Locate each line below that includes "PlacedShip" and reproduce it.

+++

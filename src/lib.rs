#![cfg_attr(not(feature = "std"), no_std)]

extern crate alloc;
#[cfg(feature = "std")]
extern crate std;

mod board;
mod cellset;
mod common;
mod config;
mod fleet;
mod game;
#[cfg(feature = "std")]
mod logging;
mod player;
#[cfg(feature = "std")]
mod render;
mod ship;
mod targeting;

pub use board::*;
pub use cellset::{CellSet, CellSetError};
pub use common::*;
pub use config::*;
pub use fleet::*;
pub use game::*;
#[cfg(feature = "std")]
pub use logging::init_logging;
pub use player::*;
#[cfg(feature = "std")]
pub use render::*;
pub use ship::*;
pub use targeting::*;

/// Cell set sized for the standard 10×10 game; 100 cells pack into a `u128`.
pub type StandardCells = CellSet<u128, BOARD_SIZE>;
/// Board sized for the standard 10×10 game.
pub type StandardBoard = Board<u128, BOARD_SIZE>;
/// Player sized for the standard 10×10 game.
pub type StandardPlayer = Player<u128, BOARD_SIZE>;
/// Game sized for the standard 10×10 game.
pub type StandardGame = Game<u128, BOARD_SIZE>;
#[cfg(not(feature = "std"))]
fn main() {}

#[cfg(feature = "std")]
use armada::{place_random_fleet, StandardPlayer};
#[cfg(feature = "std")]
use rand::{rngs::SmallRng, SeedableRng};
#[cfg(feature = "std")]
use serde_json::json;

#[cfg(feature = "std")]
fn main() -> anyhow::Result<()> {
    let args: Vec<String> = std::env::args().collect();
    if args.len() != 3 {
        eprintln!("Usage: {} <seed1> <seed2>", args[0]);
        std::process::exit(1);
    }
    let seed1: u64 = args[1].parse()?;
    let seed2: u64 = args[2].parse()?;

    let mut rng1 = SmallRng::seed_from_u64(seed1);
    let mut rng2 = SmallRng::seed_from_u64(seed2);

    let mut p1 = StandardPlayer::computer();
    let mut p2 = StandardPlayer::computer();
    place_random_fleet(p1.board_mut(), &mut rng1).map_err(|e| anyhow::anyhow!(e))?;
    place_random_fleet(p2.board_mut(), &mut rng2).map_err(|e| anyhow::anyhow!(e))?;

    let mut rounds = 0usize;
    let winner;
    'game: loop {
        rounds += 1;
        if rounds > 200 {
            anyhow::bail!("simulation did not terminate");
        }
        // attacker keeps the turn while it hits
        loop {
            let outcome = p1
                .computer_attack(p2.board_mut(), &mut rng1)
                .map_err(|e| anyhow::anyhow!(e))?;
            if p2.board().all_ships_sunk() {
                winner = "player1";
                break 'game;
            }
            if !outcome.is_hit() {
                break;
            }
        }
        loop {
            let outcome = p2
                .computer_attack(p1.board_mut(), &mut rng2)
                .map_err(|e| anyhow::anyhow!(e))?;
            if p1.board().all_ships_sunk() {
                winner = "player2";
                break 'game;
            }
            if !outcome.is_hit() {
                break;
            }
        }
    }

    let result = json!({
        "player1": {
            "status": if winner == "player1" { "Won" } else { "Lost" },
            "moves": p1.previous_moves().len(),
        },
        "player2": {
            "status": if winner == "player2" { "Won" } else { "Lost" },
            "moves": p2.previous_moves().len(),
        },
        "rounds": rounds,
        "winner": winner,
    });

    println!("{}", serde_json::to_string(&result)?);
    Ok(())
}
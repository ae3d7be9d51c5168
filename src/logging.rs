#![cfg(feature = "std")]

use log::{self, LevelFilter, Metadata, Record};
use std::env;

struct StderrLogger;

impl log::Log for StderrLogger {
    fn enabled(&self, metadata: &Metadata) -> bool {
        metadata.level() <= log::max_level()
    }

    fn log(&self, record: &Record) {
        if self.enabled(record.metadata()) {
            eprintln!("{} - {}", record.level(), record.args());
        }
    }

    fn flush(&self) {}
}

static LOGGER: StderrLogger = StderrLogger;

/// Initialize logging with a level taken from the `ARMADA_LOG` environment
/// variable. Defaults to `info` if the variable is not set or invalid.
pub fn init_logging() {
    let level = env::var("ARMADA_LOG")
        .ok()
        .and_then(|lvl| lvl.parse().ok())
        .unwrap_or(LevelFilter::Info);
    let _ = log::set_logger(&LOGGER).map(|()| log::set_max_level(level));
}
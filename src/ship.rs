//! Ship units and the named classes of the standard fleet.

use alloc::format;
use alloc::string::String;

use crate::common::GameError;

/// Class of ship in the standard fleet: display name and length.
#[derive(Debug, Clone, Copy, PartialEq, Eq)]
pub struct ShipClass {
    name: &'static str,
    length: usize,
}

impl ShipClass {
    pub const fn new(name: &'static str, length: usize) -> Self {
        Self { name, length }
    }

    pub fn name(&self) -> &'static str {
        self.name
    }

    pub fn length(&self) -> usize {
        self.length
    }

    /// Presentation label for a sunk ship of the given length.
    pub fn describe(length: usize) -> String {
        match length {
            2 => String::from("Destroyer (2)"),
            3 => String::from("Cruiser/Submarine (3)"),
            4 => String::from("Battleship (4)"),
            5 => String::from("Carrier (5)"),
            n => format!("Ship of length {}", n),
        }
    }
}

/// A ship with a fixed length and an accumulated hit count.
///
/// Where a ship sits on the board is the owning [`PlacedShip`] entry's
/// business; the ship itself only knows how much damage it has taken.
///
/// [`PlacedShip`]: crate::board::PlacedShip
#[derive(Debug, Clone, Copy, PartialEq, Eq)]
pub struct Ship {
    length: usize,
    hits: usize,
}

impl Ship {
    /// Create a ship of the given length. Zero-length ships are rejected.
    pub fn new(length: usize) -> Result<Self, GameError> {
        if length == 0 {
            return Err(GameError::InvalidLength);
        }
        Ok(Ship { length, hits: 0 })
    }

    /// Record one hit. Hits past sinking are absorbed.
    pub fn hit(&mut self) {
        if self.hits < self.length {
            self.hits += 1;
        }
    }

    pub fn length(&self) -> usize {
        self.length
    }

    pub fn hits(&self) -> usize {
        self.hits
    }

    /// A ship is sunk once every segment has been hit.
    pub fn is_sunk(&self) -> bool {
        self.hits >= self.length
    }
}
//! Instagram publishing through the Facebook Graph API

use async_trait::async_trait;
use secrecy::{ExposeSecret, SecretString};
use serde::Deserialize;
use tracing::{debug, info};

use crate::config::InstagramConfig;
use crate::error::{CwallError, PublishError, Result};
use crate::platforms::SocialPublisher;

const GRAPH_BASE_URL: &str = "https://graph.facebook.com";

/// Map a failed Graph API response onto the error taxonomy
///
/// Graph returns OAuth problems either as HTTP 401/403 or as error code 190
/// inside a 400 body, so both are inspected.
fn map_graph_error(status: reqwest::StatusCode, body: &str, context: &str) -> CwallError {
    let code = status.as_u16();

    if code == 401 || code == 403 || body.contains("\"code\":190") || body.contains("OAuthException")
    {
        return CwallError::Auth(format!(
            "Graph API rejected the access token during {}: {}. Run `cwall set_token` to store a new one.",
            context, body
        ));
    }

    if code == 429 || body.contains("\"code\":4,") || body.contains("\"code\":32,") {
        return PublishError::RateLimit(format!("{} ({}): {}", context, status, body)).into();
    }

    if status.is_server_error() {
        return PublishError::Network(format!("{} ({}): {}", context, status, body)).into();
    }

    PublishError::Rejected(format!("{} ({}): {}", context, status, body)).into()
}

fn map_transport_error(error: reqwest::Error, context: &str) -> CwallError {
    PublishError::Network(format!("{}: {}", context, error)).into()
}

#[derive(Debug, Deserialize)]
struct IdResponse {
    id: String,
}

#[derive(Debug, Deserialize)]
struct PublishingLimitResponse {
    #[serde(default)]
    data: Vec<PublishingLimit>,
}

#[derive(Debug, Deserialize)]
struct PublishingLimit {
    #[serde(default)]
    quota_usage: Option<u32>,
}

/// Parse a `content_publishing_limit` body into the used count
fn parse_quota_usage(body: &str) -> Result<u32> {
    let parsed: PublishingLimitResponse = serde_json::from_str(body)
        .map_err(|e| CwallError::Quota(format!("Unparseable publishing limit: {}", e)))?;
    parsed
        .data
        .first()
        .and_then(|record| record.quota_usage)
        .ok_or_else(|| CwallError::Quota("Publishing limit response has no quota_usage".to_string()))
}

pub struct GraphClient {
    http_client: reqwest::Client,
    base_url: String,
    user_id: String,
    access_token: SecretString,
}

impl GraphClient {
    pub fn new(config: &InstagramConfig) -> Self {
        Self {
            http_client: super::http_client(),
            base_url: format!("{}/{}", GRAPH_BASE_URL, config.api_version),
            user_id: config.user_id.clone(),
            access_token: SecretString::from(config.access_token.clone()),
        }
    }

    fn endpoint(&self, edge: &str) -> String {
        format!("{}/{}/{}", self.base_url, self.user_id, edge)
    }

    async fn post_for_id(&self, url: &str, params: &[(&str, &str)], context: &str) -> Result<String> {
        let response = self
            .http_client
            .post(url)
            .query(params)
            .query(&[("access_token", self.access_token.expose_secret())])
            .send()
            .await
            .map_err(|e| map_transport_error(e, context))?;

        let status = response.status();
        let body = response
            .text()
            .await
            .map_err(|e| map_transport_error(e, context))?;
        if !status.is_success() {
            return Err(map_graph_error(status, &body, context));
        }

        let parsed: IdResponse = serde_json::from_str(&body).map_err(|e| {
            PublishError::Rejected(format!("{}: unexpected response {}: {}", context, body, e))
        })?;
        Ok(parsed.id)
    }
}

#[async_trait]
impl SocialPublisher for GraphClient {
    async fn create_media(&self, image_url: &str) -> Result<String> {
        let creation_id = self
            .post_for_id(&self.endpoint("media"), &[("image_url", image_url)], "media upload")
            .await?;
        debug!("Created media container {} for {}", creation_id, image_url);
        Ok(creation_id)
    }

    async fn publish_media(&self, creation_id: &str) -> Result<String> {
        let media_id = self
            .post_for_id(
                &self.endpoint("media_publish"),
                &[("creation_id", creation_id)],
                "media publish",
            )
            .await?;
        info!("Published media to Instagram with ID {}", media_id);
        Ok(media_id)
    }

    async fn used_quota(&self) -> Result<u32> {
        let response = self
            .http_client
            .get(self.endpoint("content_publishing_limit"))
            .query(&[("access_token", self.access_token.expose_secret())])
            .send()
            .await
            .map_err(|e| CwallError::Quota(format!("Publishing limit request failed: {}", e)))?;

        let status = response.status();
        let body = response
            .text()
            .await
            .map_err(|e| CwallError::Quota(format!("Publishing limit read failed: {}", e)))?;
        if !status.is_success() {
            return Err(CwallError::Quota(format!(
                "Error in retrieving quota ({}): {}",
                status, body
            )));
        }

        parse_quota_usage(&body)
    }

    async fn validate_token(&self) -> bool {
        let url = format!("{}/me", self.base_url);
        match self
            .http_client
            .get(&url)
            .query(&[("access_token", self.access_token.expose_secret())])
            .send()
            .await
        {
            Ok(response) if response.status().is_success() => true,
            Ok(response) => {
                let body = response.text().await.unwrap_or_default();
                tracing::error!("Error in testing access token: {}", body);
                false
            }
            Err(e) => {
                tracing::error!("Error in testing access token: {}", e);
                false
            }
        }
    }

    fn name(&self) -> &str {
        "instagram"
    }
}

+++

_The completed task_.
/// Where a ship sits on the board is the owning [`PlacedShip`] entry's
/// [`PlacedShip`]: crate::board::PlacedShip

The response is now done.